The term straight photography [sometimes referred to as Pure Photography] probably originated in a 1904 exhibition review in Camera Work by the critic Sadakichi Hartmann, in which he called on photographers “to work straight.” He urged them to produce pictures that looked like photographs rather than paintings—a late-nineteenth-century approach known as Pictorialism. To do so meant rejecting the tricky darkroom procedures that were favoured at the time, including gum printing, the glycerine process, and scratching and drawing on negatives and prints. The alternative demanded concentrating on the basic properties of the camera and the printing process .
Out of this movement came, in 1932, the Group f/64 whose seven members included Ansel Adams, Imogen Cunningham, John Paul Edwards, Sonya Noskowiak, Henry Swift, Willard Van Dyke and Edward Weston. While the Group--Ansel Adams in particular--is known for landscape, their scope was much broader. The Group disbanded in 1935.

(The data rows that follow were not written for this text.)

//! Configuration for the live ingest gateway
//!
//! Configuration can be loaded from a TOML file and/or environment variables.

use serde::{Deserialize, Serialize};
use std::path::{Path, PathBuf};
use std::time::Duration;

use crate::encoder::{RestartPolicy, SupervisorConfig};

/// Main configuration for the live ingest gateway
#[derive(Debug, Clone, Default, Serialize, Deserialize)]
pub struct Config {
    /// Server configuration
    #[serde(default)]
    pub server: ServerConfig,

    /// Where session artifacts live and how they are exposed
    #[serde(default)]
    pub storage: StorageConfig,

    /// Live encoder configuration
    #[serde(default)]
    pub encoder: EncoderConfig,

    /// Timelapse rendition configuration
    #[serde(default)]
    pub timelapse: TimelapseConfig,

    /// Session limits
    #[serde(default)]
    pub limits: LimitsConfig,
}

/// Server configuration
#[derive(Debug, Clone, Serialize, Deserialize)]
pub struct ServerConfig {
    /// HTTP/WebSocket port
    #[serde(default = "default_http_port")]
    pub http_port: u16,

    /// Host to bind to
    #[serde(default = "default_host")]
    pub host: String,

    /// Host used in segment URLs when a request carries no Host header
    #[serde(default = "default_public_host")]
    pub public_host: String,
}

fn default_http_port() -> u16 {
    3000
}

fn default_host() -> String {
    "0.0.0.0".to_string()
}

fn default_public_host() -> String {
    "localhost:3000".to_string()
}

impl Default for ServerConfig {
    fn default() -> Self {
        Self {
            http_port: default_http_port(),
            host: default_host(),
            public_host: default_public_host(),
        }
    }
}

/// Storage configuration
#[derive(Debug, Clone, Serialize, Deserialize)]
pub struct StorageConfig {
    /// Root directory; each session gets `{streams_dir}/{key}/`
    #[serde(default = "default_streams_dir")]
    pub streams_dir: PathBuf,

    /// URL path prefix under which `streams_dir` is served
    #[serde(default = "default_public_prefix")]
    pub public_prefix: String,
}

fn default_streams_dir() -> PathBuf {
    PathBuf::from("./streams")
}

fn default_public_prefix() -> String {
    "streams".to_string()
}

impl Default for StorageConfig {
    fn default() -> Self {
        Self {
            streams_dir: default_streams_dir(),
            public_prefix: default_public_prefix(),
        }
    }
}

/// Live encoder configuration
#[derive(Debug, Clone, Serialize, Deserialize)]
pub struct EncoderConfig {
    /// ffmpeg executable
    #[serde(default = "default_ffmpeg_path")]
    pub ffmpeg_path: String,

    /// Delay between session start and encoder spawn in milliseconds
    #[serde(default = "default_warmup_ms")]
    pub warmup_ms: u64,

    /// Restarts allowed after the first encoder failure
    #[serde(default = "default_max_restarts")]
    pub max_restarts: u32,

    /// Delay before a restart in milliseconds
    #[serde(default = "default_restart_backoff_ms")]
    pub restart_backoff_ms: u64,

    /// Time a stopped encoder gets to exit before being killed, in milliseconds
    #[serde(default = "default_stop_grace_ms")]
    pub stop_grace_ms: u64,

    /// Target segment duration in seconds
    #[serde(default = "default_segment_seconds")]
    pub segment_seconds: u32,

    /// Number of segments kept in the live window
    #[serde(default = "default_window_segments")]
    pub window_segments: u32,

    /// Seconds without new ingest bytes before the live encode ends
    #[serde(default = "default_input_idle_timeout")]
    pub input_idle_timeout_secs: u64,
}

fn default_ffmpeg_path() -> String {
    "ffmpeg".to_string()
}

fn default_warmup_ms() -> u64 {
    5000
}

fn default_max_restarts() -> u32 {
    1
}

fn default_restart_backoff_ms() -> u64 {
    3000
}

fn default_stop_grace_ms() -> u64 {
    5000
}

fn default_segment_seconds() -> u32 {
    2
}

fn default_window_segments() -> u32 {
    10
}

fn default_input_idle_timeout() -> u64 {
    30
}

impl Default for EncoderConfig {
    fn default() -> Self {
        Self {
            ffmpeg_path: default_ffmpeg_path(),
            warmup_ms: default_warmup_ms(),
            max_restarts: default_max_restarts(),
            restart_backoff_ms: default_restart_backoff_ms(),
            stop_grace_ms: default_stop_grace_ms(),
            segment_seconds: default_segment_seconds(),
            window_segments: default_window_segments(),
            input_idle_timeout_secs: default_input_idle_timeout(),
        }
    }
}

impl EncoderConfig {
    /// Supervisor settings derived from this configuration
    pub fn supervisor(&self) -> SupervisorConfig {
        SupervisorConfig {
            warmup: Duration::from_millis(self.warmup_ms),
            restart: RestartPolicy {
                max_restarts: self.max_restarts,
                backoff: Duration::from_millis(self.restart_backoff_ms),
            },
            stop_grace: Duration::from_millis(self.stop_grace_ms),
        }
    }
}

/// Timelapse configuration
#[derive(Debug, Clone, Serialize, Deserialize)]
pub struct TimelapseConfig {
    /// Speed-up factor
    #[serde(default = "default_factor")]
    pub factor: f64,

    /// Largest ratio a single tempo stage may apply
    #[serde(default = "default_max_tempo_ratio")]
    pub max_tempo_ratio: f64,

    /// How long the request that starts a job waits for it, in milliseconds
    #[serde(default = "default_initiator_wait_ms")]
    pub initiator_wait_ms: u64,
}

fn default_factor() -> f64 {
    60.0
}

fn default_max_tempo_ratio() -> f64 {
    2.0
}

fn default_initiator_wait_ms() -> u64 {
    10_000
}

impl Default for TimelapseConfig {
    fn default() -> Self {
        Self {
            factor: default_factor(),
            max_tempo_ratio: default_max_tempo_ratio(),
            initiator_wait_ms: default_initiator_wait_ms(),
        }
    }
}

impl TimelapseConfig {
    pub fn initiator_wait(&self) -> Duration {
        Duration::from_millis(self.initiator_wait_ms)
    }
}

/// Session and resource limits
#[derive(Debug, Clone, Serialize, Deserialize)]
pub struct LimitsConfig {
    /// Maximum number of concurrent sessions
    #[serde(default = "default_max_sessions")]
    pub max_sessions: usize,

    /// Maximum size of a control-channel message in bytes
    #[serde(default = "default_max_message_bytes")]
    pub max_message_bytes: usize,
}

fn default_max_sessions() -> usize {
    100
}

fn default_max_message_bytes() -> usize {
    16 * 1024 * 1024
}

impl Default for LimitsConfig {
    fn default() -> Self {
        Self {
            max_sessions: default_max_sessions(),
            max_message_bytes: default_max_message_bytes(),
        }
    }
}

impl Config {
    /// Load configuration from a TOML file
    pub fn from_file<P: AsRef<Path>>(path: P) -> Result<Self, ConfigError> {
        let content = std::fs::read_to_string(path.as_ref())
            .map_err(|e| ConfigError::Io(e.to_string()))?;
        let config: Config =
            toml::from_str(&content).map_err(|e| ConfigError::Parse(e.to_string()))?;
        config.validate()?;
        Ok(config)
    }

    /// Load configuration from environment variables, falling back to defaults
    pub fn from_env() -> Self {
        let mut config = Config::default();

        // Server
        if let Ok(port) = std::env::var("INGEST_HTTP_PORT") {
            if let Ok(p) = port.parse() {
                config.server.http_port = p;
            }
        }
        if let Ok(host) = std::env::var("INGEST_HOST") {
            config.server.host = host;
        }
        if let Ok(host) = std::env::var("INGEST_PUBLIC_HOST") {
            config.server.public_host = host;
        }

        // Storage
        if let Ok(dir) = std::env::var("INGEST_STREAMS_DIR") {
            config.storage.streams_dir = PathBuf::from(dir);
        }
        if let Ok(prefix) = std::env::var("INGEST_PUBLIC_PREFIX") {
            config.storage.public_prefix = prefix;
        }

        // Encoder
        if let Ok(path) = std::env::var("INGEST_FFMPEG_PATH") {
            config.encoder.ffmpeg_path = path;
        }
        if let Ok(ms) = std::env::var("INGEST_WARMUP_MS") {
            if let Ok(m) = ms.parse() {
                config.encoder.warmup_ms = m;
            }
        }
        if let Ok(max) = std::env::var("INGEST_MAX_RESTARTS") {
            if let Ok(m) = max.parse() {
                config.encoder.max_restarts = m;
            }
        }

        // Limits
        if let Ok(max) = std::env::var("INGEST_MAX_SESSIONS") {
            if let Ok(m) = max.parse() {
                config.limits.max_sessions = m;
            }
        }

        config
    }

    /// Load configuration from file if it exists, otherwise from environment
    pub fn load<P: AsRef<Path>>(path: Option<P>) -> Result<Self, ConfigError> {
        if let Some(p) = path {
            if p.as_ref().exists() {
                return Self::from_file(p);
            }
        }
        let config = Self::from_env();
        config.validate()?;
        Ok(config)
    }

    /// Reject values the services cannot run with
    pub fn validate(&self) -> Result<(), ConfigError> {
        if !(self.timelapse.factor >= 1.0) {
            return Err(ConfigError::Invalid(format!(
                "timelapse.factor must be >= 1, got {}",
                self.timelapse.factor
            )));
        }
        if !(self.timelapse.max_tempo_ratio > 1.0) {
            return Err(ConfigError::Invalid(format!(
                "timelapse.max_tempo_ratio must be > 1, got {}",
                self.timelapse.max_tempo_ratio
            )));
        }
        if self.encoder.segment_seconds == 0 {
            return Err(ConfigError::Invalid(
                "encoder.segment_seconds must be > 0".to_string(),
            ));
        }
        if self.storage.public_prefix.trim_matches('/').is_empty() {
            return Err(ConfigError::Invalid(
                "storage.public_prefix must not be empty".to_string(),
            ));
        }
        Ok(())
    }
}

/// Configuration error types
#[derive(Debug, thiserror::Error)]
pub enum ConfigError {
    #[error("IO error: {0}")]
    Io(String),

    #[error("Parse error: {0}")]
    Parse(String),

    #[error("Invalid configuration: {0}")]
    Invalid(String),
}

#[cfg(test)]
mod tests {
    use super::*;

    #[test]
    fn test_default_config() {
        let config = Config::default();
        assert_eq!(config.server.http_port, 3000);
        assert_eq!(config.storage.public_prefix, "streams");
        assert_eq!(config.encoder.max_restarts, 1);
        assert_eq!(config.encoder.warmup_ms, 5000);
        assert_eq!(config.timelapse.factor, 60.0);
        assert_eq!(config.limits.max_sessions, 100);
        config.validate().unwrap();
    }

    #[test]
    fn test_config_from_toml() {
        let toml = r#"
[server]
http_port = 9090
public_host = "watch.example.com"

[storage]
streams_dir = "/var/lib/ingest"

[encoder]
ffmpeg_path = "/usr/local/bin/ffmpeg"
max_restarts = 3
restart_backoff_ms = 500

[timelapse]
factor = 30.0
"#;

        let config: Config = toml::from_str(toml).unwrap();
        assert_eq!(config.server.http_port, 9090);
        assert_eq!(config.server.public_host, "watch.example.com");
        assert_eq!(config.storage.streams_dir, PathBuf::from("/var/lib/ingest"));
        assert_eq!(config.storage.public_prefix, "streams");
        assert_eq!(config.encoder.ffmpeg_path, "/usr/local/bin/ffmpeg");
        assert_eq!(config.timelapse.factor, 30.0);

        let supervisor = config.encoder.supervisor();
        assert_eq!(supervisor.restart.max_restarts, 3);
        assert_eq!(supervisor.restart.backoff, Duration::from_millis(500));
        assert_eq!(supervisor.warmup, Duration::from_millis(5000));
    }

    #[test]
    fn test_validate_rejects_slowdown_factor() {
        let mut config = Config::default();
        config.timelapse.factor = 0.5;
        assert!(matches!(config.validate(), Err(ConfigError::Invalid(_))));
    }

    #[test]
    fn test_from_file_round_trip() {
        let temp = tempfile::tempdir().unwrap();
        let path = temp.path().join("ingest.toml");
        std::fs::write(&path, "[limits]\nmax_sessions = 7\n").unwrap();

        let config = Config::load(Some(&path)).unwrap();
        assert_eq!(config.limits.max_sessions, 7);
    }
}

The key principles of the style were:  simple and direct presentation through purely photographic methods, by which they meant to avoid the composition of multiple negatives, and other techniques used by Pictorialists  sharpness of image  develop photography as an art form within the confines of the medium and not to adopt the conventions of other art form in order to prove itself.
Among Pictorialists, Naturalists, Pure / Straight styles the common element is that photography is an art form; the differentiation is in how it is represented. Pictorialists modelled methods after traditional painting styles, while Purists / Straight photographers preferred to build on the characteristics unique to photography. The Naturalist style seems to be somewhere in between: rejecting the composition of multiple negatives yet accepting composition of the scene itself.